The KJ factor, Chapman's incredible year, and much more

Looking back at Toledo Bend, forward to La Crosse

Chapman Takes Lesson From Douglas

The Douglas Lake Challenge presented just that for Chapman – a challenge, and one he didn't handle particularly well. In the five Elite Series tournaments this year, the 39-year-old Lake Quivera, Kan., angler's record is as follows:

St. John's River – 4th

Lake Okeechobee – 5th

Bull Shoals Lake – 5th

Douglas Lake – 68th

Toledo Bend – 1st

"I learned a lot at Douglas," Chapman said Sunday. "I kind of got my rear end kicked there. I learned a lot about how deep to fish, and also about relying on your electronics."

With a choice, Chapman prefers fishing shallow. After a shallow pattern didn't produce at Douglas Lake, he was determined not to fail in that manner again. Chapman found some big bass schools hovering near the thermocline, which was about 30 feet deep, during practice at Toledo Bend.

He began the three-day practice period with a special chip for his Lowrance electronics that local bass fishing legend Tommy Martin has produced; it shows submerged roadbeds and bridges that don't appear on the Navionics electronic map of Toledo Bend.

"I started running that (pattern) in practice," he said. "I kind of exhausted all I could look for. I was running down the lake when I saw this point the day before the tournament. I decided to pull up on it and try it. It was the only spot I had that wasn't a road bed."

That spot produced most of Chapman's four-day total of 83 pounds, 9 ounces. He caught 25-8 on Day Two, when he jumped from 11th place into the lead and was catching bass on almost every cast.

"It was just a textbook point – a main lake point that fed from Negreet Creek," Chapman said. "It's literally the last point these fish can go (before the main lake channel). It's the end of the line for them, so they set up there and ambush the shad."

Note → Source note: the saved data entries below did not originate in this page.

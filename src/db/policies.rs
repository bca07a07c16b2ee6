//! Channel policy repository.

use super::{DbError, to_count};
use crate::config::PolicyDefaults;
use sqlx::SqlitePool;

type PolicyRow = (
    String,
    i64,
    i64,
    bool,
    bool,
    bool,
    i64,
    String,
    String,
    String,
    String,
    String,
);

const POLICY_COLUMNS: &str = "channel, warn_to_kick, kick_to_ban, kick_enabled, ban_enabled, \
     private_notify, ban_duration, kick_template, ban_template, kick_reason, ban_reason, enforcer";

/// Enforcement settings for one channel.
#[derive(Debug, Clone, PartialEq, Eq)]
pub struct ChannelPolicy {
    pub channel: String,
    pub warn_to_kick: u32,
    pub kick_to_ban: u32,
    pub kick_enabled: bool,
    pub ban_enabled: bool,
    pub private_notify: bool,
    /// Seconds.
    pub ban_duration: u64,
    pub kick_template: String,
    pub ban_template: String,
    pub kick_reason: String,
    pub ban_reason: String,
    /// Service nick that receives enforcer commands.
    pub enforcer: String,
}

impl ChannelPolicy {
    /// Build a policy for `channel` from configured defaults.
    pub fn from_defaults(channel: &str, defaults: &PolicyDefaults) -> Self {
        Self {
            channel: channel.to_string(),
            warn_to_kick: defaults.warn_to_kick,
            kick_to_ban: defaults.kick_to_ban,
            kick_enabled: defaults.kick_enabled,
            ban_enabled: defaults.ban_enabled,
            private_notify: defaults.private_notify,
            ban_duration: defaults.ban_duration,
            kick_template: defaults.kick_template.clone(),
            ban_template: defaults.ban_template.clone(),
            kick_reason: defaults.kick_reason.clone(),
            ban_reason: defaults.ban_reason.clone(),
            enforcer: defaults.enforcer.clone(),
        }
    }

    fn from_row(row: PolicyRow) -> Self {
        let (
            channel,
            warn_to_kick,
            kick_to_ban,
            kick_enabled,
            ban_enabled,
            private_notify,
            ban_duration,
            kick_template,
            ban_template,
            kick_reason,
            ban_reason,
            enforcer,
        ) = row;

        Self {
            channel,
            warn_to_kick: to_count(warn_to_kick),
            kick_to_ban: to_count(kick_to_ban),
            kick_enabled,
            ban_enabled,
            private_notify,
            ban_duration: u64::try_from(ban_duration).unwrap_or(0),
            kick_template,
            ban_template,
            kick_reason,
            ban_reason,
            enforcer,
        }
    }
}

/// Repository for channel policy operations.
pub struct PolicyRepository<'a> {
    pool: &'a SqlitePool,
}

impl<'a> PolicyRepository<'a> {
    /// Create a new policy repository.
    pub fn new(pool: &'a SqlitePool) -> Self {
        Self { pool }
    }

    /// Find the policy for a channel.
    pub async fn find(&self, channel: &str) -> Result<Option<ChannelPolicy>, DbError> {
        let row = sqlx::query_as::<_, PolicyRow>(&format!(
            "SELECT {POLICY_COLUMNS} FROM channel_policies WHERE channel = ?"
        ))
        .bind(channel)
        .fetch_optional(self.pool)
        .await?;

        Ok(row.map(ChannelPolicy::from_row))
    }

    /// Create the policy for a channel from defaults unless one exists.
    ///
    /// Returns the stored policy, which is left untouched if it already existed.
    pub async fn ensure(
        &self,
        channel: &str,
        defaults: &PolicyDefaults,
    ) -> Result<ChannelPolicy, DbError> {
        let policy = ChannelPolicy::from_defaults(channel, defaults);

        sqlx::query(&format!(
            "INSERT OR IGNORE INTO channel_policies ({POLICY_COLUMNS}) \
             VALUES (?, ?, ?, ?, ?, ?, ?, ?, ?, ?, ?, ?)"
        ))
        .bind(&policy.channel)
        .bind(i64::from(policy.warn_to_kick))
        .bind(i64::from(policy.kick_to_ban))
        .bind(policy.kick_enabled)
        .bind(policy.ban_enabled)
        .bind(policy.private_notify)
        .bind(i64::try_from(policy.ban_duration).unwrap_or(i64::MAX))
        .bind(&policy.kick_template)
        .bind(&policy.ban_template)
        .bind(&policy.kick_reason)
        .bind(&policy.ban_reason)
        .bind(&policy.enforcer)
        .execute(self.pool)
        .await?;

        self.find(channel)
            .await?
            .ok_or_else(|| DbError::Internal(format!("policy for {channel} vanished")))
    }

    /// Overwrite an existing policy. Returns `false` if the channel has none.
    pub async fn save(&self, policy: &ChannelPolicy) -> Result<bool, DbError> {
        let result = sqlx::query(
            r#"
            UPDATE channel_policies
            SET warn_to_kick = ?, kick_to_ban = ?, kick_enabled = ?, ban_enabled = ?,
                private_notify = ?, ban_duration = ?, kick_template = ?, ban_template = ?,
                kick_reason = ?, ban_reason = ?, enforcer = ?
            WHERE channel = ?
            "#,
        )
        .bind(i64::from(policy.warn_to_kick))
        .bind(i64::from(policy.kick_to_ban))
        .bind(policy.kick_enabled)
        .bind(policy.ban_enabled)
        .bind(policy.private_notify)
        .bind(i64::try_from(policy.ban_duration).unwrap_or(i64::MAX))
        .bind(&policy.kick_template)
        .bind(&policy.ban_template)
        .bind(&policy.kick_reason)
        .bind(&policy.ban_reason)
        .bind(&policy.enforcer)
        .bind(&policy.channel)
        .execute(self.pool)
        .await?;

        Ok(result.rows_affected() > 0)
    }
}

After an unbelievable day Friday, Chapman experienced several hours of frustration there the last two days. Other than a few brief flurries, the point didn't provide the all-day-long excitement it did on Day Two.

"You should have been here yesterday," Chapman said to one observer Saturday, after a couple hours without a bite. He started moving around the lake to find more active fish.

Chapman's lead was only 1 pound, 5 ounces over second-place Marty Robinson going into Sunday, and seven of the final 12 anglers were bunched five pounds or less behind him.